▶ _WHAT IS EXPECTED_
Nothing but a number should be given: the count of lines in the data that include the string "HotColdNumbers".

▶ _MATERIAL FOR THIS TASK_
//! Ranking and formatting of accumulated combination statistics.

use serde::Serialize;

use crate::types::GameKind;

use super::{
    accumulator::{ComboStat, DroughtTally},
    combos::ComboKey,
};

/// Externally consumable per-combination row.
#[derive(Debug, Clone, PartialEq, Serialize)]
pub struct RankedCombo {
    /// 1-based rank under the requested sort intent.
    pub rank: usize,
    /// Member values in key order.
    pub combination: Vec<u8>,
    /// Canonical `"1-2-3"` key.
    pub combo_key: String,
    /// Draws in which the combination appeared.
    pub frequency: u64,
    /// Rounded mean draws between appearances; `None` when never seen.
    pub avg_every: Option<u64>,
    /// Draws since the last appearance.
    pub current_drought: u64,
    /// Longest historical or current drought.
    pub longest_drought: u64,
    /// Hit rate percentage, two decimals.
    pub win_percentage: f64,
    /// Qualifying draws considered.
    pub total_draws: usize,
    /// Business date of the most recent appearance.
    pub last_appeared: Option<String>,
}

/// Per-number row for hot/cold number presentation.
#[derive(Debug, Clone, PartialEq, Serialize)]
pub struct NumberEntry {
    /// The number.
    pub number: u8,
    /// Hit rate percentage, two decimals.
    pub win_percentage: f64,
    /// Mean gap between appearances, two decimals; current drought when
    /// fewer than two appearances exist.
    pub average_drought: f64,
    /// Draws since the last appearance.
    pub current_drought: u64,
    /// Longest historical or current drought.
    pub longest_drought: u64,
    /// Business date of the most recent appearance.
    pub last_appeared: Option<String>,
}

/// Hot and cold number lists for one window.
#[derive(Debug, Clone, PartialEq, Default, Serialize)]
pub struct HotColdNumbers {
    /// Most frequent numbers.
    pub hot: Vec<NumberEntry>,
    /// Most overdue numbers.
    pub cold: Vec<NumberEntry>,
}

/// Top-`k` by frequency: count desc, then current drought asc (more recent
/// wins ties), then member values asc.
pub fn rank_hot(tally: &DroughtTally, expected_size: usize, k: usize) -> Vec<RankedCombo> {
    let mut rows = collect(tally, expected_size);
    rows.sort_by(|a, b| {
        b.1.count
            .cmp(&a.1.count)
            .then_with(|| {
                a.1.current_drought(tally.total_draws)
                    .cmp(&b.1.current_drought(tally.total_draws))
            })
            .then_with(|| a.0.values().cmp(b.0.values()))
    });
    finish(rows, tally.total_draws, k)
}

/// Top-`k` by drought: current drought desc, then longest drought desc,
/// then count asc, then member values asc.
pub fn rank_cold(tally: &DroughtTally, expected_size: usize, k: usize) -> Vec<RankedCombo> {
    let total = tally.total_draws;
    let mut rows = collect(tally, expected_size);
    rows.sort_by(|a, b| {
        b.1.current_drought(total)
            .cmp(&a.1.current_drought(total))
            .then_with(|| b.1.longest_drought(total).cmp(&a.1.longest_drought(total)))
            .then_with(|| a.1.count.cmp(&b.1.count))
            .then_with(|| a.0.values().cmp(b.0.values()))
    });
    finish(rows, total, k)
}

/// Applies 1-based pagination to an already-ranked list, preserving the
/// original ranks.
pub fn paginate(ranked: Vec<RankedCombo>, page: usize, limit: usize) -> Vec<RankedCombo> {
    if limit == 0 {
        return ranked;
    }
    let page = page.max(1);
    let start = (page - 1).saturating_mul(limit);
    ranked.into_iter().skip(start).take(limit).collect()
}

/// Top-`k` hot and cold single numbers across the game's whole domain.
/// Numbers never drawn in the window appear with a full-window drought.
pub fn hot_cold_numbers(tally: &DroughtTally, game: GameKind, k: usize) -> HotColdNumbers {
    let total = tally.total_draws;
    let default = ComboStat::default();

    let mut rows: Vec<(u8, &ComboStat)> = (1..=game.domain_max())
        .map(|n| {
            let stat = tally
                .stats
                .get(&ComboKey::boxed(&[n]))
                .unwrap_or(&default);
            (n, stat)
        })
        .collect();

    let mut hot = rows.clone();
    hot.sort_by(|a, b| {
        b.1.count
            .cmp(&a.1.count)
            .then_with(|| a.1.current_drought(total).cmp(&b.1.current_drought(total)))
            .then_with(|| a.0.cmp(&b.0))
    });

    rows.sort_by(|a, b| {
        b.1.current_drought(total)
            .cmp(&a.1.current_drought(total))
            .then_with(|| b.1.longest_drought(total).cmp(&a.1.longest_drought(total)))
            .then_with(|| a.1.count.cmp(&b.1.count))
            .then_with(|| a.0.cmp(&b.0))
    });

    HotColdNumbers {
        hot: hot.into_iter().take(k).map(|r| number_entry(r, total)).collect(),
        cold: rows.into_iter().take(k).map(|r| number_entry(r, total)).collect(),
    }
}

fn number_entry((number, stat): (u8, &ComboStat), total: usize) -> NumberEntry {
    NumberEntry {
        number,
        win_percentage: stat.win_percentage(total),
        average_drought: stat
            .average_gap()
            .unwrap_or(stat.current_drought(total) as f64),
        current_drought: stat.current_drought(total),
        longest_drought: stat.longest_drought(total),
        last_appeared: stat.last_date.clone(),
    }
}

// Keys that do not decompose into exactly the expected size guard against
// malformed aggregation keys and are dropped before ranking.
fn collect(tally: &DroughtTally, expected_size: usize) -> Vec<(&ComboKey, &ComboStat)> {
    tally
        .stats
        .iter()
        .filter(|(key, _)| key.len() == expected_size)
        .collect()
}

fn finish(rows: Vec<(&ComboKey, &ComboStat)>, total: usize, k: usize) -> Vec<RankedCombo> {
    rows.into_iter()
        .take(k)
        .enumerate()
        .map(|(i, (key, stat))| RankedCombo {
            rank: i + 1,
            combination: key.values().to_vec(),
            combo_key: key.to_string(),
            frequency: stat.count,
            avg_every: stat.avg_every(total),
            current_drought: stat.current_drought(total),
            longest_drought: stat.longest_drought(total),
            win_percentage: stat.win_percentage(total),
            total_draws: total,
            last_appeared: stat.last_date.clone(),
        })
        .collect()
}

▶ _EXERCISE RESULT_
3